_EXERCISE DIRECTIONS:_ Each line below that contains "impl" counts once; report the total and nothing more.

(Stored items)
== Segment start ==

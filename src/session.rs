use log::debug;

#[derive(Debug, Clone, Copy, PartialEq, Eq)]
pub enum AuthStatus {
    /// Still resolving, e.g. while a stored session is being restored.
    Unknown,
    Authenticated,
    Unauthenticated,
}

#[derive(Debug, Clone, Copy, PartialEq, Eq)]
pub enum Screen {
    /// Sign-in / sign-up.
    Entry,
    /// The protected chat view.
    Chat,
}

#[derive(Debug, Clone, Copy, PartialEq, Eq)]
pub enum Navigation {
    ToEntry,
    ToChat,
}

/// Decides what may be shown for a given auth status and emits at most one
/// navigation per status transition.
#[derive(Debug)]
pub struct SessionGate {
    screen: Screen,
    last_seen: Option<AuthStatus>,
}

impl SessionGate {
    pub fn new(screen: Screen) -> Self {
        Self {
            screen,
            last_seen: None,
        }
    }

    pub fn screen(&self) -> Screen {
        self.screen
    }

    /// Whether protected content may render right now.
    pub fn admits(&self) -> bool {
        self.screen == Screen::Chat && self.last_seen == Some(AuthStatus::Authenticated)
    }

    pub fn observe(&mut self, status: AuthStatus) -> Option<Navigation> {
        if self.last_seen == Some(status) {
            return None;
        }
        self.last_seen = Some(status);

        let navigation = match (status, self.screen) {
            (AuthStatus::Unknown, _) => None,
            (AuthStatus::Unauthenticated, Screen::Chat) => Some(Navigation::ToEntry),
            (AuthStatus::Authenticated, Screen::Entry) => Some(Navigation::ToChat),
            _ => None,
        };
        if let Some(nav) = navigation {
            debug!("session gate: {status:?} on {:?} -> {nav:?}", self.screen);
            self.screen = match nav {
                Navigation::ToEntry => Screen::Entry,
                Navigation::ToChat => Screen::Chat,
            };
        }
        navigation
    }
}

== Segment end ==
== Segment start ==

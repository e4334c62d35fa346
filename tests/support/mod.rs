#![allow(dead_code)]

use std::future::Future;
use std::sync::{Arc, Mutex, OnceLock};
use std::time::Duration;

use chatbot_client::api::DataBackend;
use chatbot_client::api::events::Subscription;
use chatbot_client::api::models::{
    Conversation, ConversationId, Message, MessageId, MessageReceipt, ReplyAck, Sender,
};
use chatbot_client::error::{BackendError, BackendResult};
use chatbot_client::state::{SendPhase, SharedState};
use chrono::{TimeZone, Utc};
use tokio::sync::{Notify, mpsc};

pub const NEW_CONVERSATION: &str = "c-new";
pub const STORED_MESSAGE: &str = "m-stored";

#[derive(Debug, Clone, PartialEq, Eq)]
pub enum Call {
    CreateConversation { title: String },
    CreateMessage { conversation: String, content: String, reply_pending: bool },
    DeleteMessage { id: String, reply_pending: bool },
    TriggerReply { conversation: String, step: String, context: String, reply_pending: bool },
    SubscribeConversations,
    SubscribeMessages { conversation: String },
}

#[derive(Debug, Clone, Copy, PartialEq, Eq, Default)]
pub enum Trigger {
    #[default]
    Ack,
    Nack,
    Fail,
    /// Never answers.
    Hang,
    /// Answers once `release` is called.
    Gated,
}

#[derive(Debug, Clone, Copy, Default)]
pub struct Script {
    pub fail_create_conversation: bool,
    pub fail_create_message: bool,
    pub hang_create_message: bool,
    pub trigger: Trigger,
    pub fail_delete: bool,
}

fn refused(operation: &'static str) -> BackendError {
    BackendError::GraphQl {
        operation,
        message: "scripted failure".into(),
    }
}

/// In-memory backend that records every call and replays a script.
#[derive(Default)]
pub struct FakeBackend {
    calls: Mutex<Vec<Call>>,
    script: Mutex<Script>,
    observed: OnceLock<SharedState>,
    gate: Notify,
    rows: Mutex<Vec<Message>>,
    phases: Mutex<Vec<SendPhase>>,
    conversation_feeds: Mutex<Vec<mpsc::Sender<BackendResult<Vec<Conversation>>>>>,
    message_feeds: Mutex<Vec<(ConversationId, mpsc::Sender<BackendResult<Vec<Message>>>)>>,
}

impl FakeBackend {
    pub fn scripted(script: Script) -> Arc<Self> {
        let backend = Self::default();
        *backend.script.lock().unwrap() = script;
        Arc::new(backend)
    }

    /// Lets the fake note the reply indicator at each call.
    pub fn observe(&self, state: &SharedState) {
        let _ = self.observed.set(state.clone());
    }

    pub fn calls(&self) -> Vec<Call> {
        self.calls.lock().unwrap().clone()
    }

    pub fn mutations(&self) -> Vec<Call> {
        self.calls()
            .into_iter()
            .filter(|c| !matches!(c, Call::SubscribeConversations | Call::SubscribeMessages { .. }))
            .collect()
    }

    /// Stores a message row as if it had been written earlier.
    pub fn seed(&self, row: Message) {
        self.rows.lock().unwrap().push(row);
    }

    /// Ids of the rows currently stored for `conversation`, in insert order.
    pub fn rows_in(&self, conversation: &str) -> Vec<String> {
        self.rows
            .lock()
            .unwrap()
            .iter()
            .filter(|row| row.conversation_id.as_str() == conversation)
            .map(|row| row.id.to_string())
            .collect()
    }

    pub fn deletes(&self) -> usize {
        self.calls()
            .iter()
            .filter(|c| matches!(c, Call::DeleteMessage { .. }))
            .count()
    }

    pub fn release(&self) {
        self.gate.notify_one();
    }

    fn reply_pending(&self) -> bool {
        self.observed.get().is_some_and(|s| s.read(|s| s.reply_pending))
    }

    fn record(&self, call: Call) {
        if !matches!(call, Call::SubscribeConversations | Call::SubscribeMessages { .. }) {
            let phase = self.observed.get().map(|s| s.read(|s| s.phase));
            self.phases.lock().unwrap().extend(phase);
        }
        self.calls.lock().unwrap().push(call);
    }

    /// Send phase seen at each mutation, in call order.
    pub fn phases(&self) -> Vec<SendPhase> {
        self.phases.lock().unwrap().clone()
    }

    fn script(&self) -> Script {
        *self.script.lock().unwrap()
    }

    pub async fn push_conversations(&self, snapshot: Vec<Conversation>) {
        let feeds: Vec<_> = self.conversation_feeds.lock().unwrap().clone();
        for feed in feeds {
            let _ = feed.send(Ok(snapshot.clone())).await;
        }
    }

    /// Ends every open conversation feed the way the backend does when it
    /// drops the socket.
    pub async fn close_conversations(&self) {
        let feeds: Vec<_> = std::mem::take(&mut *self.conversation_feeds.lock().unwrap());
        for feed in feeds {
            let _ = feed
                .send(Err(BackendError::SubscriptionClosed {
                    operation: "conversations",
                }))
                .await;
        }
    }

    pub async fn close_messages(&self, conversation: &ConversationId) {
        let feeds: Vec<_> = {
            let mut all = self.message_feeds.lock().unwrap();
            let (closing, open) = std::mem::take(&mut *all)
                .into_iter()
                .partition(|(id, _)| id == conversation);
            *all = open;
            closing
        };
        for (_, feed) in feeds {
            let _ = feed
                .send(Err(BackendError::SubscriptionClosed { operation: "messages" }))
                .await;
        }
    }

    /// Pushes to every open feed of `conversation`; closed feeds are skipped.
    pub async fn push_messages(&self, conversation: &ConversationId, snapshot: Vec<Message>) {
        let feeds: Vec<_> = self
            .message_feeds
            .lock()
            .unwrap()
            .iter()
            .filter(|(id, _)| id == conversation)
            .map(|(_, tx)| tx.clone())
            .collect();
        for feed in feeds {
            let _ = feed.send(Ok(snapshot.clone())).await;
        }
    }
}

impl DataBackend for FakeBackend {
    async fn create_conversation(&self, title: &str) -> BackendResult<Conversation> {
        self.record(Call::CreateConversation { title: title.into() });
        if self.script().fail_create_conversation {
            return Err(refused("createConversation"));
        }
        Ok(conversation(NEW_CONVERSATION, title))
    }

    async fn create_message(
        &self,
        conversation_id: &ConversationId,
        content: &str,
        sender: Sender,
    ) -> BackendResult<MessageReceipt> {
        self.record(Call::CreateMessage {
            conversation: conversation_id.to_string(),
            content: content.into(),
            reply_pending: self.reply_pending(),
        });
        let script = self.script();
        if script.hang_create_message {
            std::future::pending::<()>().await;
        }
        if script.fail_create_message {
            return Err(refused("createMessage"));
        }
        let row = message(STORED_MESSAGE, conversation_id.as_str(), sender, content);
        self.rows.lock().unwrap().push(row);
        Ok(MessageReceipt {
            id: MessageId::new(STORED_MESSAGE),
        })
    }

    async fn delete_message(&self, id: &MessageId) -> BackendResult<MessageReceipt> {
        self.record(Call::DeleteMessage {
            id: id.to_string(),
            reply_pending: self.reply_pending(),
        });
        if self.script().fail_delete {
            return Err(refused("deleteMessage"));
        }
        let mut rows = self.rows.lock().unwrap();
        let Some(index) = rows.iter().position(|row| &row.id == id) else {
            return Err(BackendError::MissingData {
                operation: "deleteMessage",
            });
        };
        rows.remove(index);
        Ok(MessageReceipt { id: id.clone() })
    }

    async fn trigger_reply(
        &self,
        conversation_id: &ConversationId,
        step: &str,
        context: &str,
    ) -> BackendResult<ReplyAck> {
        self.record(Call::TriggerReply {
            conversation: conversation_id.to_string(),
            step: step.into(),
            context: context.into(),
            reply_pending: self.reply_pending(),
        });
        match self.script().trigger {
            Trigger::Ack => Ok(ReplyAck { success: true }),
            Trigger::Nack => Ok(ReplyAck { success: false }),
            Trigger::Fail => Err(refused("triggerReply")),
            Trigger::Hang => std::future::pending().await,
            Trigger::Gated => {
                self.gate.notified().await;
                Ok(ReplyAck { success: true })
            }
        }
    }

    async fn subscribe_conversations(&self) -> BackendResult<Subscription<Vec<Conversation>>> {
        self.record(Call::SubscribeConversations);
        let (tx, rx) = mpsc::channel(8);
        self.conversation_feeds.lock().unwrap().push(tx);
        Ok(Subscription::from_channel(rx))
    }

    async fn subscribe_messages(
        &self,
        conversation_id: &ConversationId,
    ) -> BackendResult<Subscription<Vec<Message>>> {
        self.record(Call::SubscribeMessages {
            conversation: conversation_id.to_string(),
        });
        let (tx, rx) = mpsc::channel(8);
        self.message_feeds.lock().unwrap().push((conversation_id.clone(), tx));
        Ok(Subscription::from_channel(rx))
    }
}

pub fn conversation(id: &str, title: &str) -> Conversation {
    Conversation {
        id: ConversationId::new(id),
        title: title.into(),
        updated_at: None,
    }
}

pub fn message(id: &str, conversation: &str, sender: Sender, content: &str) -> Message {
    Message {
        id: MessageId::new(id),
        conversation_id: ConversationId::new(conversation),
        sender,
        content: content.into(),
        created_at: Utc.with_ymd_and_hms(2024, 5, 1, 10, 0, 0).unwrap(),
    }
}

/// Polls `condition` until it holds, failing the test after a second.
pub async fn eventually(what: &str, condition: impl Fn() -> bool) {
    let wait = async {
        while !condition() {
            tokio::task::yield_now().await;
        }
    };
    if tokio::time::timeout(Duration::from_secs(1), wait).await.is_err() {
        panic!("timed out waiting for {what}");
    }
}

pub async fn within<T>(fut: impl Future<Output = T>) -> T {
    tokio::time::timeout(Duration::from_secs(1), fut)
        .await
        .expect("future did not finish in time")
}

== Segment end ==

_ANSWER BOX:_ 5